3. In the case before us, the High Court has taken note of the fact that the compensation has never been paid to the owners. Be that as it may, the main contention urged is that the writ petitioner has no locus standi to file a Writ Petition for the declaration that the proceedings have lapsed.
4. Heavy reliance is placed on a decision of this Court in Star Wire (India) Ltd. Vs. State of Haryana and Others, reported in (1996) 11 SCC 698. It was a case where the land acquisition proceedings were initiated under Section 4(1) of the Land Acquisition Act, 1894 (in short, "1894 Act"). The Notification was issued on 01.06.1976. Section 6 Declaration was published on 16.02.1977 and the Award was passed on 03.07.1981. Section 18 Reference had also become final.
Thereafter, the Writ Petition was filed on 21.01.1994. The Writ Petitioner therein contended that he was the person who had purchased the property after the Section 4(1) Notification was issued.

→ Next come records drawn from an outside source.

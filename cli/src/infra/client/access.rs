//! Teams, users, roles and permissions.

use shipa_types::{Email, Permission, Role, RolePermissions, Team, UpdateTeamRequest, User};

use super::{API_ROLES, API_TEAMS, API_USERS, ShipaClient, find_by};
use crate::application::ports::{PermissionApi, RoleApi, TeamApi, Transport, UserApi};
use crate::domain::ApiResult;

impl<T: Transport> TeamApi for ShipaClient<T> {
    fn get_team(&self, name: &str) -> ApiResult<Team> {
        self.lookup("team", name, &[API_TEAMS, name])
    }

    fn create_team(&self, team: &Team) -> ApiResult<()> {
        self.post(team, &[API_TEAMS])
    }

    fn update_team(&self, name: &str, request: &UpdateTeamRequest) -> ApiResult<()> {
        self.put(request, &[API_TEAMS, name])
    }

    fn delete_team(&self, name: &str) -> ApiResult<()> {
        self.delete(&[API_TEAMS, name])
    }
}

impl<T: Transport> UserApi for ShipaClient<T> {
    fn list_users(&self) -> ApiResult<Vec<User>> {
        self.get(&[API_USERS])
    }

    fn get_user(&self, email: &str) -> ApiResult<User> {
        find_by(self.list_users()?, "user", email, |u| u.email.as_str())
    }

    fn create_user(&self, user: &User) -> ApiResult<()> {
        self.post(user, &[API_USERS])
    }

    /// The platform's user delete endpoint does not work; users are left in
    /// place and this reports success.
    fn delete_user(&self, email: &str) -> ApiResult<()> {
        tracing::debug!(%email, "user delete is not supported by the platform; skipping");
        Ok(())
    }
}

impl<T: Transport> RoleApi for ShipaClient<T> {
    fn get_role(&self, name: &str) -> ApiResult<Role> {
        self.lookup("role", name, &[API_ROLES, name])
    }

    fn create_role(&self, role: &Role) -> ApiResult<()> {
        self.post(role, &[API_ROLES])
    }

    fn delete_role(&self, name: &str) -> ApiResult<()> {
        self.delete(&[API_ROLES, name])
    }

    fn associate_user(&self, role: &str, email: &str) -> ApiResult<()> {
        let body = Email {
            email: email.to_string(),
        };
        self.post(&body, &[API_ROLES, role, "user"])
    }

    fn disassociate_user(&self, role: &str, email: &str) -> ApiResult<()> {
        let body = Email {
            email: email.to_string(),
        };
        self.delete_with_payload(&body, &[API_ROLES, role, "user", email])
    }
}

impl<T: Transport> PermissionApi for ShipaClient<T> {
    fn get_permission(&self, role: &str) -> ApiResult<Permission> {
        let resp: RolePermissions = self.lookup("role", role, &[API_ROLES, role])?;
        Ok(resp.into())
    }

    fn create_permission(&self, permission: &Permission) -> ApiResult<()> {
        self.post(
            permission,
            &[API_ROLES, permission.role.as_str(), "permissions"],
        )
    }

    fn delete_permission(&self, role: &str, permission: &str) -> ApiResult<()> {
        self.delete(&[API_ROLES, role, "permissions", permission])
    }
}
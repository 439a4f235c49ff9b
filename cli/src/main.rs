//! shipa-action - apply Shipa manifests from CI

use std::process::ExitCode;

use clap::Parser;
use tracing_subscriber::EnvFilter;

use shipa_action::cli::Cli;
use shipa_action::output::json;

fn main() -> ExitCode {
    let cli = Cli::parse();
    let json_mode = cli.json;
    init_tracing(cli.debug);

    match cli.run() {
        Ok(code) => code,
        Err(e) => {
            let message = format!("{e:#}");
            match json::format_error(&message, json::error_code(&e)) {
                Ok(doc) if json_mode => println!("{doc}"),
                _ => eprintln!("Error: {message}"),
            }
            ExitCode::FAILURE
        }
    }
}

/// Logs go to stderr so stdout stays clean for `--json`.
fn init_tracing(debug: bool) {
    let default = if debug { "debug" } else { "warn" };
    tracing_subscriber::fmt()
        .with_env_filter(EnvFilter::try_from_default_env().unwrap_or_else(|_| EnvFilter::new(default)))
        .with_writer(std::io::stderr)
        .with_target(false)
        .init();
}
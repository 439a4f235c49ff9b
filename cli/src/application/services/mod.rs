//! Application services — use-case orchestration.
//!
//! Each service module implements a single use-case by composing domain logic
//! with port trait calls. Services import only from `crate::domain` and
//! `crate::application::ports`, never from `crate::infra`, `crate::commands`,
//! or `crate::output`.

pub mod manifest_loader;
pub mod reconcile;
//! Typed domain error enums.
//!
//! This module has zero imports from `crate::infra`, `crate::commands`,
//! `crate::application`, `std::fs`, or `std::net`.
//! All error types implement `thiserror::Error` and convert to `anyhow::Error`
//! via the `?` operator.

use shipa_types::Section;
use thiserror::Error;

/// Result of a single platform API call.
pub type ApiResult<T> = Result<T, PlatformError>;

// ── Platform errors ───────────────────────────────────────────────────────────

/// Outcome of a failed exchange with the platform API.
///
/// Lookups return [`PlatformError::NotFound`] when the resource is absent,
/// so callers can tell "does not exist" apart from "server unreachable".
#[derive(Debug, Error, Clone, PartialEq, Eq)]
pub enum PlatformError {
    #[error("transport error: {0}")]
    Transport(String),

    #[error("status: {code}, body: {body}")]
    Status { code: u16, body: String },

    /// Success status, but the last line of the body carried an `Error`.
    #[error("{0}")]
    Logic(String),

    #[error("found vulnerabilities")]
    Vulnerability,

    #[error("app deploy failed, body: {body}")]
    Deploy { body: String },

    #[error("{kind} not found: {name}")]
    NotFound { kind: &'static str, name: String },

    #[error("cannot decode response: {0}")]
    Decode(String),

    #[error("cannot encode request: {0}")]
    Encode(String),

    #[error("{0}")]
    InvalidInput(String),
}

impl PlatformError {
    #[must_use]
    pub fn is_not_found(&self) -> bool {
        matches!(self, Self::NotFound { .. })
    }

    /// Short machine-readable tag used by `--json` error output.
    #[must_use]
    pub fn code(&self) -> &'static str {
        match self {
            Self::Transport(_) => "transport",
            Self::Status { .. } => "status",
            Self::Logic(_) => "logic",
            Self::Vulnerability => "vulnerability",
            Self::Deploy { .. } => "deploy",
            Self::NotFound { .. } => "not_found",
            Self::Decode(_) => "decode",
            Self::Encode(_) => "encode",
            Self::InvalidInput(_) => "invalid_input",
        }
    }
}

// ── Manifest errors ───────────────────────────────────────────────────────────

/// Errors raised while reading and decoding manifests.
#[derive(Debug, Error)]
pub enum ManifestError {
    #[error("cannot read {path}: {source}")]
    File {
        path: String,
        #[source]
        source: std::io::Error,
    },

    #[error("cannot parse {path}: {message}")]
    Decode { path: String, message: String },

    #[error("nothing to apply: the manifest has no known sections")]
    Empty,

    #[error("{section}: '{field}' is required")]
    MissingField {
        section: Section,
        field: &'static str,
    },

    #[error("{section}: invalid {field}: {message}")]
    InvalidField {
        section: Section,
        field: &'static str,
        message: String,
    },
}

// ── Config errors ─────────────────────────────────────────────────────────────

/// Errors related to client configuration.
#[derive(Debug, Error, PartialEq, Eq)]
pub enum ConfigError {
    #[error("SHIPA_HOST env not set")]
    MissingHost,

    #[error("SHIPA_TOKEN env not set")]
    MissingToken,

    #[error("invalid environment: {0}")]
    Env(String),
}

In that context, it was held that "Any encumbrance created by the erstwhile owner of the land after publication of the notification under Section 4(1) does not bind the State if the possession of the land is already taken over, after the award came to be passed." It was also held that such a purchaser does not acquire any valid title and in such circumstances, it was held that those subsequent purchasers have no right to challenge the acquisition proceedings, much less the Award.

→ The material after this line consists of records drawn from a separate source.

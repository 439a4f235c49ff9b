//! Apps and the per-app settings: env, cname, network policy, deploys.

use shipa_types::{
    App, AppCname, AppDeployment, AppEnv, CreateAppEnv, DeleteCnameRequest, NetworkPolicy,
    UpdateAppRequest,
};

use super::{API_APPS, ShipaClient};
use crate::application::ports::{AppApi, AppCnameApi, AppEnvApi, DeployApi, NetworkPolicyApi, Transport};
use crate::domain::{ApiResult, DeployForm};

impl<T: Transport> AppApi for ShipaClient<T> {
    fn list_apps(&self) -> ApiResult<Vec<App>> {
        self.get(&[API_APPS])
    }

    fn get_app(&self, name: &str) -> ApiResult<App> {
        self.lookup("app", name, &[API_APPS, name])
    }

    fn create_app(&self, app: &App) -> ApiResult<()> {
        self.post(app, &[API_APPS])
    }

    fn update_app(&self, name: &str, request: &UpdateAppRequest) -> ApiResult<()> {
        self.put(request, &[API_APPS, name])
    }

    fn delete_app(&self, name: &str) -> ApiResult<()> {
        self.delete(&[API_APPS, name])
    }
}

impl<T: Transport> AppEnvApi for ShipaClient<T> {
    fn create_app_envs(&self, request: &CreateAppEnv) -> ApiResult<()> {
        self.post(request, &[API_APPS, request.app.as_str(), "env"])
    }

    fn get_app_envs(&self, app: &str) -> ApiResult<Vec<AppEnv>> {
        self.get(&[API_APPS, app, "env"])
    }

    fn delete_app_envs(&self, request: &CreateAppEnv) -> ApiResult<()> {
        if request.envs.is_empty() {
            return Ok(());
        }
        let mut query = vec![("norestart".to_string(), request.norestart.to_string())];
        query.extend(
            request
                .envs
                .iter()
                .map(|env| ("env".to_string(), env.name.clone())),
        );
        self.delete_with_query(&[API_APPS, request.app.as_str(), "env"], query)
    }
}

impl<T: Transport> AppCnameApi for ShipaClient<T> {
    fn create_app_cname(&self, cname: &AppCname) -> ApiResult<()> {
        self.post(&cname.with_scheme(), &[API_APPS, cname.app.as_str(), "cname"])
    }

    fn update_app_cname(&self, cname: &AppCname) -> ApiResult<()> {
        self.put(&cname.with_scheme(), &[API_APPS, cname.app.as_str(), "cname"])
    }

    fn delete_app_cname(&self, request: &DeleteCnameRequest) -> ApiResult<()> {
        self.delete_with_payload(request, &[API_APPS, request.app.as_str(), "cname"])
    }
}

impl<T: Transport> NetworkPolicyApi for ShipaClient<T> {
    fn put_network_policy(&self, policy: &NetworkPolicy) -> ApiResult<()> {
        self.put(policy, &[API_APPS, policy.app.as_str(), "network-policy"])
    }

    fn get_network_policy(&self, app: &str) -> ApiResult<NetworkPolicy> {
        let mut policy: NetworkPolicy =
            self.lookup("network policy", app, &[API_APPS, app, "network-policy"])?;
        policy.app = app.to_string();
        Ok(policy)
    }

    fn delete_network_policy(&self, app: &str) -> ApiResult<()> {
        self.delete(&[API_APPS, app, "network-policy"])
    }
}

impl<T: Transport> DeployApi for ShipaClient<T> {
    fn deploy_app(&self, app: &str, form: &DeployForm) -> ApiResult<()> {
        self.post_form(form, &[API_APPS, app, "deploy"])
    }

    fn list_deployments(&self, app: &str) -> ApiResult<Vec<AppDeployment>> {
        self.get(&[API_APPS, app, "deployments"])
    }
}
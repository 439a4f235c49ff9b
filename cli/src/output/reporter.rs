//! `TerminalReporter` — Presentation-layer implementation of `ProgressReporter`.
//!
//! Wraps `&OutputContext` and implements the `application::ports::ProgressReporter`
//! trait so application services can emit progress events without depending on
//! any presentation type directly.

use std::cell::RefCell;

use indicatif::ProgressBar;
use owo_colors::OwoColorize as _;

use crate::application::ports::ProgressReporter;
use crate::output::{OutputContext, progress};

/// Terminal progress reporter that wraps an `OutputContext`.
///
/// On a TTY each step shows a spinner that `success()` or `warn()` replaces
/// with a final line. Elsewhere:
/// - `step()` prints `"  → {message}"` (suppressed when `ctx.quiet`)
/// - `success()` prints `"  ✓ {message}"` (suppressed when `ctx.quiet`)
/// - `warn()` prints `"  ⚠ {message}"` (suppressed when `ctx.quiet`)
pub struct TerminalReporter<'a> {
    ctx: &'a OutputContext,
    spinner: RefCell<Option<ProgressBar>>,
}

impl<'a> TerminalReporter<'a> {
    /// Create a new `TerminalReporter` wrapping the given output context.
    #[must_use]
    pub fn new(ctx: &'a OutputContext) -> Self {
        Self {
            ctx,
            spinner: RefCell::new(None),
        }
    }

    fn finish(&self, symbol: &str, message: &str) -> bool {
        match self.spinner.borrow_mut().take() {
            Some(pb) => {
                progress::finish_with(&pb, symbol, message);
                true
            }
            None => false,
        }
    }
}

impl ProgressReporter for TerminalReporter<'_> {
    fn step(&self, message: &str) {
        if self.ctx.quiet {
            return;
        }
        if self.ctx.show_progress() {
            if let Some(previous) = self.spinner.replace(Some(progress::spinner(message))) {
                previous.finish_and_clear();
            }
        } else {
            println!("  {} {message}", "→".style(self.ctx.styles.step));
        }
    }

    fn success(&self, message: &str) {
        let symbol = format!("{}", "✓".style(self.ctx.styles.success));
        if !self.finish(&symbol, message) {
            self.ctx.success(message);
        }
    }

    fn warn(&self, message: &str) {
        let symbol = format!("{}", "⚠".style(self.ctx.styles.warning));
        if !self.finish(&symbol, message) {
            self.ctx.warn(message);
        }
    }
}

impl Drop for TerminalReporter<'_> {
    fn drop(&mut self) {
        if let Some(pb) = self.spinner.get_mut().take() {
            pb.finish_and_clear();
        }
    }
}
use serde::{Deserialize, Serialize};

use crate::is_zero;

/// A Kubernetes cluster registered with the platform.
#[derive(Debug, Clone, Default, PartialEq, Eq, Serialize, Deserialize)]
#[serde(default)]
pub struct Cluster {
    #[serde(default, deserialize_with = "crate::null_as_default")]
    pub name: String,
    #[serde(skip_serializing_if = "Option::is_none")]
    pub endpoint: Option<ClusterEndpoint>,
    #[serde(skip_serializing_if = "Option::is_none")]
    pub resources: Option<ClusterResources>,
}

impl Cluster {
    /// Names of the frameworks attached to this cluster, in API order.
    #[must_use]
    pub fn framework_names(&self) -> Vec<&str> {
        self.resources
            .iter()
            .flat_map(|r| r.frameworks.iter())
            .map(|f| f.name.as_str())
            .collect()
    }

    /// Append frameworks to the resource list, creating it when absent.
    /// Existing entries are kept as they are.
    pub fn append_frameworks<I, S>(&mut self, names: I)
    where
        I: IntoIterator<Item = S>,
        S: Into<String>,
    {
        let resources = self.resources.get_or_insert_with(ClusterResources::default);
        resources
            .frameworks
            .extend(names.into_iter().map(|name| Framework { name: name.into() }));
    }
}

/// Connection details for a cluster's API server.
#[derive(Debug, Clone, Default, PartialEq, Eq, Serialize, Deserialize)]
#[serde(default, rename_all = "camelCase")]
pub struct ClusterEndpoint {
    #[serde(default, deserialize_with = "crate::null_as_default", skip_serializing_if = "Vec::is_empty")]
    pub addresses: Vec<String>,
    #[serde(default, deserialize_with = "crate::null_as_default", rename = "caCert", skip_serializing_if = "String::is_empty")]
    pub certificate: String,
    #[serde(default, deserialize_with = "crate::null_as_default", rename = "clientCert", skip_serializing_if = "String::is_empty")]
    pub client_certificate: String,
    #[serde(default, deserialize_with = "crate::null_as_default", skip_serializing_if = "String::is_empty")]
    pub client_key: String,
    #[serde(default, deserialize_with = "crate::null_as_default", skip_serializing_if = "String::is_empty")]
    pub token: String,
    #[serde(default, deserialize_with = "crate::null_as_default", skip_serializing_if = "String::is_empty")]
    pub username: String,
    #[serde(default, deserialize_with = "crate::null_as_default", skip_serializing_if = "String::is_empty")]
    pub password: String,
}

#[derive(Debug, Clone, Default, PartialEq, Eq, Serialize, Deserialize)]
#[serde(default, rename_all = "camelCase")]
pub struct ClusterResources {
    #[serde(default, deserialize_with = "crate::null_as_default", skip_serializing_if = "Vec::is_empty")]
    pub frameworks: Vec<Framework>,
    #[serde(default, deserialize_with = "crate::null_as_default", skip_serializing_if = "Vec::is_empty")]
    pub ingress_controllers: Vec<IngressController>,
}

#[derive(Debug, Clone, Default, PartialEq, Eq, Serialize, Deserialize)]
#[serde(default, rename_all = "camelCase")]
pub struct IngressController {
    #[serde(default, deserialize_with = "crate::null_as_default", rename = "ingressIp", skip_serializing_if = "String::is_empty")]
    pub ingress_ip: String,
    #[serde(default, deserialize_with = "crate::null_as_default", skip_serializing_if = "String::is_empty")]
    pub service_type: String,
    #[serde(default, deserialize_with = "crate::null_as_default", skip_serializing_if = "String::is_empty")]
    pub r#type: String,
    #[serde(rename = "httpPort", skip_serializing_if = "is_zero")]
    pub http_port: i64,
    #[serde(rename = "httpsPort", skip_serializing_if = "is_zero")]
    pub https_port: i64,
    #[serde(skip_serializing_if = "is_zero")]
    pub protected_port: i64,
    pub debug: bool,
    #[serde(default, deserialize_with = "crate::null_as_default", skip_serializing_if = "String::is_empty")]
    pub acme_email: String,
    #[serde(default, deserialize_with = "crate::null_as_default", skip_serializing_if = "String::is_empty")]
    pub acme_server: String,
}

/// Framework reference inside a cluster's resources.
#[derive(Debug, Clone, Default, PartialEq, Eq, Serialize, Deserialize)]
#[serde(default)]
pub struct Framework {
    #[serde(default, deserialize_with = "crate::null_as_default", skip_serializing_if = "String::is_empty")]
    pub name: String,
}

// ── Manifest shape ────────────────────────────────────────────────────────────

/// Cluster as written in a manifest.
///
/// Differs from [`Cluster`] in two ways: frameworks are listed as
/// `frameworks: { name: [a, b] }`, and the credential fields may hold a
/// path to a file whose content replaces the value.
#[derive(Debug, Clone, Default, PartialEq, Eq, Serialize, Deserialize)]
#[serde(default)]
pub struct ClusterManifest {
    #[serde(default, deserialize_with = "crate::null_as_default")]
    pub name: String,
    #[serde(skip_serializing_if = "Option::is_none")]
    pub endpoint: Option<ClusterEndpoint>,
    #[serde(skip_serializing_if = "Option::is_none")]
    pub resources: Option<ClusterResourcesManifest>,
}

#[derive(Debug, Clone, Default, PartialEq, Eq, Serialize, Deserialize)]
#[serde(default, rename_all = "camelCase")]
pub struct ClusterResourcesManifest {
    #[serde(skip_serializing_if = "Option::is_none")]
    pub frameworks: Option<FrameworkNames>,
    #[serde(default, deserialize_with = "crate::null_as_default", skip_serializing_if = "Vec::is_empty")]
    pub ingress_controllers: Vec<IngressController>,
}

#[derive(Debug, Clone, Default, PartialEq, Eq, Serialize, Deserialize)]
#[serde(default)]
pub struct FrameworkNames {
    #[serde(default, deserialize_with = "crate::null_as_default", skip_serializing_if = "Vec::is_empty")]
    pub name: Vec<String>,
}

impl ClusterManifest {
    /// Convert to the API shape.
    ///
    /// `resolve` is applied to every non-empty credential field (token, CA
    /// cert, client cert, client key) and its result replaces the value.
    #[must_use]
    pub fn into_cluster(self, mut resolve: impl FnMut(&str) -> String) -> Cluster {
        let endpoint = self.endpoint.map(|mut ep| {
            for field in [
                &mut ep.token,
                &mut ep.certificate,
                &mut ep.client_certificate,
                &mut ep.client_key,
            ] {
                if !field.is_empty() {
                    *field = resolve(field.as_str());
                }
            }
            ep
        });

        let resources = self.resources.map(|r| ClusterResources {
            frameworks: r
                .frameworks
                .map(|f| f.name.into_iter().map(|name| Framework { name }).collect())
                .unwrap_or_default(),
            ingress_controllers: r.ingress_controllers,
        });

        Cluster {
            name: self.name,
            endpoint,
            resources,
        }
    }
}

5. Under the Delhi Lands (Restrictions on Transfer) Act, 1972, restriction on transfer is only after the Declaration under Section 6(1) of the 1894 Act is published. There is also a prohibition under Section 3 which pertains to transfer of land already acquired by Central Government. What is relevant is Section 4, which reads as follows :- "4. Regulation on transfer of lands in relation to which acquisition proceedings have been initiated - No person shall, except with the previous permission in writing of the competent authority, transfer or purport to transfer by sale, mortgage, gift, lease or otherwise any land or part thereof situated in the Union Territory of Delhi, which is proposed to be acquired in connection with the Scheme and in relation to which a declaration to the effect that such land or part thereof is needed for a public purpose having been made by the Central Government under section 6 of the Land Acquisition Act, 1894, the Central Government has not withdrawn from the acquisition under section 48 of that Act."
6. Section 9 deals with penalty for contravention of the provisions of Section 3 or Section 4. Therefore, under the statutory scheme, the restriction on transfer is only after publication of Notification under Section 6 of the 1894 Act. Being a special law as far as Delhi is concerned, this will, in no case, prevail over any other general law on restriction on transfer after initiation of acquisition proceedings.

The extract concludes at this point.